You and I know the answer to that: producers, big movie companies and stars like Cameron Diaz and Angelina Jolie who, for some bizarre reason, command millions and millions of dollars per picture.

Many states are hoping to grab a piece of the movie pie, even as their budgets are crumbling. Lawmakers seem focused on handing out tax breaks to woo production of movies and television to their respective state even in the midst of data that suggests that those tax breaks don’t actually benefit the state.

Two of the biggest entertainment centers in the world, New York and California, have pumped literally billions of dollars into the entertainment industry: both states are facing massive deficits this year. And despite throwing tax breaks at Hollywood, states are finding those companies to be fickle: the companies really just chase the money.

Take California for example. The state has spent loads of money to keep the movie industry inside its borders, despite a $24 billion budget deficit this year. The governor of the state even promised an appearance in the Terminator sequel if production remained in California. Nonetheless, the majority of the film was shot in New Mexico. Why? It was cheaper for Warner Brothers.

And California is not alone: states have handed out $1.8 billion in tax breaks and incentives to the entertainment industry over the past two years in an effort to woo business. Forty-one states currently offer some degree of tax break/incentive plan to attract or keep the TV and movie business.

Among them is North Carolina, currently facing a huge budget deficit. The state is introducing new taxes for its citizens all while pushing through new tax breaks targeted at the film and television industry. Will it work? Perhaps. North Carolina has been actively soliciting business from the entertainment industry for years – even since I was a kid. When I was in high school, my school band was chosen to portray a high school band in the movie, Hiding Out. We weren’t naive, we understood that we weren’t the best band out there, we were perhaps the cheapest. But we didn’t care: hailing from a poor county, we were able to use the “donation” from the film company to buy “new to us” uniforms for our band. The film went on to gross $7 million.

Since then, the city has played host to a number of television and movie projects including Dawson’s Creek and Matlock. But questions remain. Would those projects have chosen our town with or without tax breaks? Perhaps. Wilmington is a fairly low cost town with lots of affordable labor and beautiful scenery. That counts for something.

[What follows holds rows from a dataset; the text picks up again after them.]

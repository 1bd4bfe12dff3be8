//! Answer generation over retrieved shelf context.

use super::retriever::{ContextRetriever, RetrievedContext};
use crate::types::UserId;
use serde::Serialize;
use shelf_core::config::AnswerSettings;
use shelf_core::AppResult;
use shelf_llm::{LlmClient, LlmRequest, LlmStream};
use shelf_prompt::{build_prompt, PromptDefinition};
use std::collections::HashMap;
use std::sync::Arc;

/// A complete answer with the context it was grounded on.
#[derive(Debug, Clone, Serialize)]
pub struct Answer {
    pub answer: String,
    pub model: String,
    pub context: RetrievedContext,
}

/// Book companion that answers questions about a user's shelf.
pub struct BookAssistant {
    retriever: ContextRetriever,
    llm: Arc<dyn LlmClient>,
    model: String,
    prompt: PromptDefinition,
    settings: AnswerSettings,
}

impl BookAssistant {
    pub fn new(
        retriever: ContextRetriever,
        llm: Arc<dyn LlmClient>,
        model: impl Into<String>,
        prompt: PromptDefinition,
        settings: AnswerSettings,
    ) -> Self {
        Self {
            retriever,
            llm,
            model: model.into(),
            prompt,
            settings,
        }
    }

    pub fn retriever(&self) -> &ContextRetriever {
        &self.retriever
    }

    /// Retrieve context and generate the full answer.
    pub async fn ask(&self, user_id: UserId, question: &str) -> AppResult<Answer> {
        let context = self.retriever.retrieve(user_id, question).await?;
        let request = self.build_request(question, &context)?;

        tracing::debug!("Generating answer with {}", self.model);
        let response = self.llm.complete(&request).await?;

        Ok(Answer {
            answer: response.content.trim().to_string(),
            model: response.model,
            context,
        })
    }

    /// Retrieve context and stream the answer as it is generated.
    pub async fn stream_ask(
        &self,
        user_id: UserId,
        question: &str,
    ) -> AppResult<(RetrievedContext, LlmStream)> {
        let context = self.retriever.retrieve(user_id, question).await?;
        let request = self.build_request(question, &context)?.with_streaming();

        tracing::debug!("Streaming answer with {}", self.model);
        let stream = self.llm.stream(&request).await?;
        Ok((context, stream))
    }

    fn build_request(&self, question: &str, context: &RetrievedContext) -> AppResult<LlmRequest> {
        let mut variables = HashMap::new();
        variables.insert("question".to_string(), question.trim().to_string());
        variables.insert("context".to_string(), context.text());

        let built = build_prompt(&self.prompt, variables)?;

        let mut request = LlmRequest::new(built.user, &self.model)
            .with_temperature(self.settings.temperature)
            .with_top_p(self.settings.top_p)
            .with_max_tokens(self.settings.max_tokens);
        if let Some(system) = built.system {
            request = request.with_system(system);
        }

        Ok(request)
    }
}
//! Gemini embedding provider.
//!
//! Generative Language API: https://ai.google.dev/api/embeddings

use crate::embeddings::provider::EmbeddingProvider;
use reqwest::Client;
use serde::{Deserialize, Serialize};
use shelf_core::{AppError, AppResult};
use std::time::Duration;

const DEFAULT_GEMINI_URL: &str = "https://generativelanguage.googleapis.com/v1beta";
const API_KEY_HEADER: &str = "x-goog-api-key";
const REQUEST_TIMEOUT_SECS: u64 = 30;

/// Gemini accepts at most this many requests per batch call.
const MAX_BATCH: usize = 100;

#[derive(Debug, Serialize)]
#[serde(rename_all = "camelCase")]
struct EmbedRequest {
    model: String,
    content: Content,
    output_dimensionality: usize,
}

#[derive(Debug, Serialize)]
struct Content {
    parts: Vec<Part>,
}

#[derive(Debug, Serialize)]
struct Part {
    text: String,
}

#[derive(Debug, Serialize)]
struct BatchEmbedRequest {
    requests: Vec<EmbedRequest>,
}

#[derive(Debug, Deserialize)]
struct BatchEmbedResponse {
    #[serde(default)]
    embeddings: Vec<ContentEmbedding>,
}

#[derive(Debug, Deserialize)]
struct ContentEmbedding {
    #[serde(default)]
    values: Vec<f32>,
}

/// Gemini embedding provider.
#[derive(Debug, Clone)]
pub struct GeminiEmbeddingProvider {
    client: Client,
    base_url: String,
    api_key: String,
    model: String,
    dimensions: usize,
}

impl GeminiEmbeddingProvider {
    pub fn new(
        endpoint: Option<&str>,
        api_key: &str,
        model: &str,
        dimensions: usize,
    ) -> AppResult<Self> {
        let client = Client::builder()
            .timeout(Duration::from_secs(REQUEST_TIMEOUT_SECS))
            .build()
            .map_err(|e| {
                AppError::Embedding(format!("Failed to create HTTP client for Gemini: {}", e))
            })?;

        Ok(Self {
            client,
            base_url: endpoint
                .unwrap_or(DEFAULT_GEMINI_URL)
                .trim_end_matches('/')
                .to_string(),
            api_key: api_key.to_string(),
            model: model.to_string(),
            dimensions,
        })
    }

    /// Accepts both "gemini-embedding-001" and "models/gemini-embedding-001".
    fn model_path(&self) -> String {
        let name = self.model.strip_prefix("models/").unwrap_or(&self.model);
        format!("models/{}", name)
    }

    fn to_request(&self, texts: &[String]) -> BatchEmbedRequest {
        let model = self.model_path();
        BatchEmbedRequest {
            requests: texts
                .iter()
                .map(|text| EmbedRequest {
                    model: model.clone(),
                    content: Content {
                        parts: vec![Part { text: text.clone() }],
                    },
                    output_dimensionality: self.dimensions,
                })
                .collect(),
        }
    }

    async fn embed_chunk(&self, texts: &[String]) -> AppResult<Vec<Vec<f32>>> {
        let url = format!("{}/{}:batchEmbedContents", self.base_url, self.model_path());

        let response = self
            .client
            .post(&url)
            .header(API_KEY_HEADER, &self.api_key)
            .json(&self.to_request(texts))
            .send()
            .await
            .map_err(|e| AppError::Embedding(format!("Failed to send request to Gemini: {}", e)))?;

        if !response.status().is_success() {
            let status = response.status();
            let error_text = response
                .text()
                .await
                .unwrap_or_else(|_| "Unknown error".to_string());
            return Err(AppError::Embedding(format!(
                "Gemini API error ({}): {}",
                status, error_text
            )));
        }

        let body: BatchEmbedResponse = response
            .json()
            .await
            .map_err(|e| AppError::Embedding(format!("Failed to parse Gemini response: {}", e)))?;

        self.check_response(body, texts.len())
    }

    fn check_response(&self, body: BatchEmbedResponse, expected: usize) -> AppResult<Vec<Vec<f32>>> {
        if body.embeddings.len() != expected {
            return Err(AppError::Embedding(format!(
                "Gemini returned {} embeddings for {} texts",
                body.embeddings.len(),
                expected
            )));
        }

        body.embeddings
            .into_iter()
            .map(|e| {
                if e.values.len() == self.dimensions {
                    Ok(e.values)
                } else {
                    Err(AppError::Embedding(format!(
                        "Unexpected embedding dimensions: got {}, expected {}",
                        e.values.len(),
                        self.dimensions
                    )))
                }
            })
            .collect()
    }
}

#[async_trait::async_trait]
impl EmbeddingProvider for GeminiEmbeddingProvider {
    fn provider_name(&self) -> &str {
        "gemini"
    }

    fn model_name(&self) -> &str {
        &self.model
    }

    fn dimensions(&self) -> usize {
        self.dimensions
    }

    async fn embed_batch(&self, texts: &[String]) -> AppResult<Vec<Vec<f32>>> {
        let mut embeddings = Vec::with_capacity(texts.len());
        for chunk in texts.chunks(MAX_BATCH) {
            tracing::debug!("Embedding {} texts with Gemini ({})", chunk.len(), self.model);
            embeddings.extend(self.embed_chunk(chunk).await?);
        }
        Ok(embeddings)
    }
}
//! Tests for retrieval routing, search, reranking and embedding upsert.

use super::support::{day, FailingEmbedder, Library, RefusingEmbedder, ScriptedLlm, Stage};
use crate::embeddings::EmbeddingProvider;
use crate::indexer::IndexOutcome;
use crate::rag::{BookAssistant, ContextRetriever, RetrievalPlan, Reranker};
use crate::rules::QueryRules;
use crate::store::{CatalogStore, EmbeddingStore};
use crate::types::{Candidate, EmbeddingRecord, ReadingStatus};
use shelf_core::config::{AnswerSettings, RetrievalSettings};
use shelf_core::AppError;
use shelf_prompt::PromptSet;
use std::sync::Arc;
use std::time::Duration;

The North Carolina legislature thinks differently. Despite a giant hole in the budget, tax credits for film projects are still very much on the table with the state voting just this week to expand existing breaks. The reported impetus for the urgency? A Miley Cyrus project expected to film in North Carolina moved further south after Georgia offered the production company a better deal – double the tax credits.

As the states duke it out to position themselves as the most attractive place to film, they find themselves as odds with taxpayers who have been charged with the filling the budget gap in the interim. Proponents of the credits argue that the tax breaks will eventually pay for themselves because of the “extra” revenue generated when actors, extras and crew move in, visit their shops and eat at their restaurants (I will say that our albeit brief, weeklong experience was that those folks eat on a closed set, rarely venturing out into town).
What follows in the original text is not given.